The history of Peter III deposition distinctively designates these contradictions: if we consider the Manifest of 1762 as the trend indication of the collective actors - either the nobility, or the state, -it is hard to explain, why then the Emperor was dethroned within the same year. Qui bono? Well, finding the solution of this problem with the plain inevitability would point at extremely narrow group of persons, behind which it is hardly possible to distinguish broad strata demands, and which has no certain ideology any different from that provided to prevail before the coup d'Etat. I believe so, the famous propositions made by N.I. Panin regarding foundation of the Imperial Council and reorganization of the Senate, which usually are considered to be an effort to put the Autocracy under restraint, and are logically resulting from the coup d'Etat [11, p. 443-463; 12, p. 74], in practice were developed from the analogical suggestions made by other members of the court nobility and the administrative aristocracy (such as D. V. Volkov or M. I. Vorontsov), which had been delivered since before the coup d'Etat and, more importantly, - it had happened even in the time of Elizabeth of Russia. I.V. Kurukin, who is the author providing the most detailed analysis of the coup d'Etat grounds, comes to the conclusion about the decisive role of «cadres musical chairs and slick solutions», which provoked into doing «the dismembering of the advanced bureaucratic structures, the court, and the army» [13, p. 381].

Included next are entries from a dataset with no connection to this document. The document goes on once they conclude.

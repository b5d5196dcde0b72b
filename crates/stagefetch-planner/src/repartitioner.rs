//! Turns a finished child stage's intermediate output into next-stage tasks.
//!
//! Hash output is grouped by partition id, range output is cut into key
//! sub-ranges, and either kind of group is dealt onto tasks round-robin.
//! Every group carries one fetch descriptor per pull host that holds a
//! piece of it, listing all task attempts on that host.

use serde::{Deserialize, Serialize};
use std::collections::BTreeMap;
use tracing::{debug, info};

use stagefetch_core::key_codec::encode_tuple;
use stagefetch_core::{
    FetchDescriptor, FetchRequest, IntermediateEntry, PartitionType, PullAddress, SortKey,
    TaskAttempt, TupleComparator, TupleRange,
};

use crate::config::{PlannerConfig, MIB};
use crate::error::{PlanError, Result};
use crate::stats::{column_stats_to_range, TableStats};
use crate::task::{assign_round_robin, FetchGroup, Task, TaskIdAllocator};
use crate::uniform::UniformRangePartition;

/// A finished child stage as seen by the planner of its parent.
#[derive(Debug, Clone, PartialEq, Serialize, Deserialize)]
pub struct ChildStage {
    pub stage_id: u32,
    /// Name under which the parent's scan reads this stage's output.
    pub table: String,
    pub output: PartitionType,
    /// Hash partitioning columns. Empty means a global aggregate whose
    /// output fits in a single partition.
    #[serde(default)]
    pub partition_keys: Vec<String>,
    /// Sort schema of range-partitioned output.
    #[serde(default)]
    pub sort_keys: Vec<SortKey>,
    pub stats: TableStats,
    pub entries: Vec<IntermediateEntry>,
}

impl ChildStage {
    pub fn is_empty(&self) -> bool {
        self.stats.num_rows == 0
    }

    /// Task attempts grouped by the pull host holding their output.
    fn attempts_by_host(
        entries: &[&IntermediateEntry],
    ) -> BTreeMap<PullAddress, Vec<TaskAttempt>> {
        let mut hosts: BTreeMap<PullAddress, Vec<TaskAttempt>> = BTreeMap::new();
        for entry in entries {
            hosts
                .entry(entry.pull_address())
                .or_default()
                .push(entry.attempt());
        }
        for attempts in hosts.values_mut() {
            attempts.sort();
            attempts.dedup();
        }
        hosts
    }
}

#[derive(Debug, Clone, Copy, PartialEq, Eq)]
pub enum AssignmentMode {
    Hash { max_tasks: usize },
    Range,
    Broadcast,
}

#[derive(Debug, Clone, Default)]
pub struct Repartitioner {
    config: PlannerConfig,
}

impl Repartitioner {
    pub fn new(config: PlannerConfig) -> Self {
        Self { config }
    }

    /// Plan the tasks of a stage reading `inputs` under `mode`.
    pub fn plan(
        &self,
        inputs: &[ChildStage],
        mode: AssignmentMode,
        ids: &mut TaskIdAllocator,
    ) -> Result<Vec<Task>> {
        match (mode, inputs) {
            (AssignmentMode::Hash { max_tasks }, [child]) => self.plan_hash(child, max_tasks, ids),
            (AssignmentMode::Hash { max_tasks }, _) => self.plan_join(inputs, max_tasks, ids),
            (AssignmentMode::Range, [child]) => self.plan_range(child, ids),
            (AssignmentMode::Range, _) => Err(PlanError::InputCount {
                mode: "range",
                expected: "exactly 1",
                actual: inputs.len(),
            }),
            (AssignmentMode::Broadcast, _) => self.plan_broadcast(inputs, ids),
        }
    }

    /// Plan a single-input stage according to how its child partitioned
    /// its output.
    pub fn plan_non_leaf(
        &self,
        child: &ChildStage,
        max_tasks: usize,
        ids: &mut TaskIdAllocator,
    ) -> Result<Vec<Task>> {
        match child.output {
            PartitionType::Hash => self.plan_hash(child, max_tasks, ids),
            PartitionType::Range => self.plan_range(child, ids),
        }
    }

    pub fn plan_hash(
        &self,
        child: &ChildStage,
        max_tasks: usize,
        ids: &mut TaskIdAllocator,
    ) -> Result<Vec<Task>> {
        if child.is_empty() {
            info!("Stage {} produced no rows, no tasks planned", child.stage_id);
            return Ok(Vec::new());
        }
        let desired = if child.partition_keys.is_empty() {
            1
        } else {
            max_tasks
        };
        if desired == 0 {
            return Err(PlanError::InvalidTaskCount);
        }

        let groups = hash_groups(child);
        let mut tasks = ids.create_tasks(desired);
        info!(
            "Hash repartition of stage {}: {} partition(s) onto {} task(s)",
            child.stage_id,
            groups.len(),
            tasks.len()
        );
        assign_round_robin(groups.into_values(), &mut tasks)?;
        Ok(tasks)
    }

    pub fn plan_range(&self, child: &ChildStage, ids: &mut TaskIdAllocator) -> Result<Vec<Task>> {
        if child.is_empty() {
            info!("Stage {} produced no rows, no tasks planned", child.stage_id);
            return Ok(Vec::new());
        }

        let total_mb = child.stats.num_bytes.div_ceil(MIB);
        let per_task_mb = self.config.bytes_per_range_task.div_ceil(MIB).max(1);
        let desired = total_mb.div_ceil(per_task_mb).max(1);

        let groups = range_groups(child, desired)?;
        let mut tasks = ids.create_tasks(groups.len());
        info!(
            "Range repartition of stage {}: {} MB, {} task(s) wanted, {} planned",
            child.stage_id,
            total_mb,
            desired,
            tasks.len()
        );
        assign_round_robin(groups, &mut tasks)?;
        Ok(tasks)
    }

    /// Repartition join: one group per partition id, holding that
    /// partition from every input table.
    pub fn plan_join(
        &self,
        inputs: &[ChildStage],
        max_tasks: usize,
        ids: &mut TaskIdAllocator,
    ) -> Result<Vec<Task>> {
        if inputs.len() < 2 {
            return Err(PlanError::InputCount {
                mode: "hash join",
                expected: "at least 2",
                actual: inputs.len(),
            });
        }
        if max_tasks == 0 {
            return Err(PlanError::InvalidTaskCount);
        }

        let mut merged: BTreeMap<u32, FetchGroup> = BTreeMap::new();
        for child in inputs {
            if child.output != PartitionType::Hash {
                return Err(PlanError::PartitionMismatch {
                    stage_id: child.stage_id,
                    expected: PartitionType::Hash,
                });
            }
            if child.is_empty() {
                debug!("Join input stage {} is empty", child.stage_id);
                continue;
            }
            for (partition, group) in hash_groups(child) {
                merged.entry(partition).or_default().extend(group);
            }
        }
        if merged.is_empty() {
            info!("All join inputs are empty, no tasks planned");
            return Ok(Vec::new());
        }

        let mut tasks = ids.create_tasks(merged.len().min(max_tasks));
        info!(
            "Join repartition of {} input(s): {} partition(s) onto {} task(s)",
            inputs.len(),
            merged.len(),
            tasks.len()
        );
        assign_round_robin(merged.into_values(), &mut tasks)?;
        Ok(tasks)
    }

    /// Broadcast: a single task reads the whole output of every input.
    pub fn plan_broadcast(
        &self,
        inputs: &[ChildStage],
        ids: &mut TaskIdAllocator,
    ) -> Result<Vec<Task>> {
        if inputs.is_empty() {
            return Err(PlanError::InputCount {
                mode: "broadcast",
                expected: "at least 1",
                actual: 0,
            });
        }

        let mut groups: Vec<FetchGroup> = Vec::new();
        for child in inputs.iter().filter(|c| !c.is_empty()) {
            match child.output {
                PartitionType::Hash => groups.extend(hash_groups(child).into_values()),
                PartitionType::Range => groups.extend(range_groups(child, 1)?),
            }
        }
        if groups.is_empty() {
            info!("All broadcast inputs are empty, no tasks planned");
            return Ok(Vec::new());
        }

        let mut tasks = ids.create_tasks(1);
        info!(
            "Broadcast of {} input(s): {} fetch group(s) onto task {}",
            inputs.len(),
            groups.len(),
            tasks[0].id
        );
        assign_round_robin(groups, &mut tasks)?;
        Ok(tasks)
    }
}

/// Hash fetch groups keyed by partition id, one descriptor per host.
fn hash_groups(child: &ChildStage) -> BTreeMap<u32, FetchGroup> {
    let mut by_partition: BTreeMap<u32, Vec<&IntermediateEntry>> = BTreeMap::new();
    for entry in &child.entries {
        by_partition.entry(entry.partition_id).or_default().push(entry);
    }

    by_partition
        .into_iter()
        .map(|(partition, entries)| {
            let group = ChildStage::attempts_by_host(&entries)
                .into_iter()
                .map(|(address, attempts)| {
                    let request = FetchRequest::hash(child.stage_id, partition, attempts);
                    (child.table.clone(), FetchDescriptor::new(address, request))
                })
                .collect();
            (partition, group)
        })
        .collect()
}

/// Range fetch groups, one per key sub-range, in the order the sort
/// comparator visits them.
fn range_groups(child: &ChildStage, desired: u64) -> Result<Vec<FetchGroup>> {
    let keys = &child.sort_keys;
    let global = column_stats_to_range(&child.stats, keys)?;
    let partition = UniformRangePartition::new(keys.clone(), global)?;

    let cardinality = partition.total_cardinality();
    let desired = if cardinality < desired as u128 {
        info!(
            "Stage {} key range {} holds only {} value(s), reducing tasks from {}",
            child.stage_id,
            partition.range(),
            cardinality,
            desired
        );
        cardinality as u64
    } else {
        desired
    };
    let n = usize::try_from(desired).unwrap_or(usize::MAX);
    let ranges = partition.partition(n)?;

    let entries: Vec<&IntermediateEntry> = child.entries.iter().collect();
    let hosts = ChildStage::attempts_by_host(&entries);

    let last = ranges.len() - 1;
    let mut groups: Vec<(TupleRange, FetchGroup)> = Vec::with_capacity(ranges.len());
    for (i, range) in ranges.into_iter().enumerate() {
        let is_final = if range.ascending { i == last } else { i == 0 };
        let start = encode_tuple(keys, &range.start)?;
        let end = encode_tuple(keys, &range.end)?;
        debug!(
            "Stage {} sub-range {}{}",
            child.stage_id,
            range,
            if is_final { " (final)" } else { "" }
        );
        let group = hosts
            .iter()
            .map(|(address, attempts)| {
                let request = FetchRequest::range(
                    child.stage_id,
                    attempts.clone(),
                    start.clone(),
                    end.clone(),
                    is_final,
                );
                (
                    child.table.clone(),
                    FetchDescriptor::new(address.clone(), request),
                )
            })
            .collect();
        groups.push((range, group));
    }

    let comparator = TupleComparator::new(keys.clone());
    groups.sort_by(|a, b| a.0.cmp_by(&b.0, &comparator));
    Ok(groups.into_iter().map(|(_, group)| group).collect())
}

1 Skinner means that, if the politics is understood as the process of communication, then the contradictions between theory and practice disappear: a speech act determines limits of potential. In this context, no matter how sincere the historical actor was during the process of committing one or another communicative act, - it is important that each communicative act caused a reaction of certain kind from the direction of other actors, who were involved into the process of communication [9, p. 277-303; 10, p. 101-105].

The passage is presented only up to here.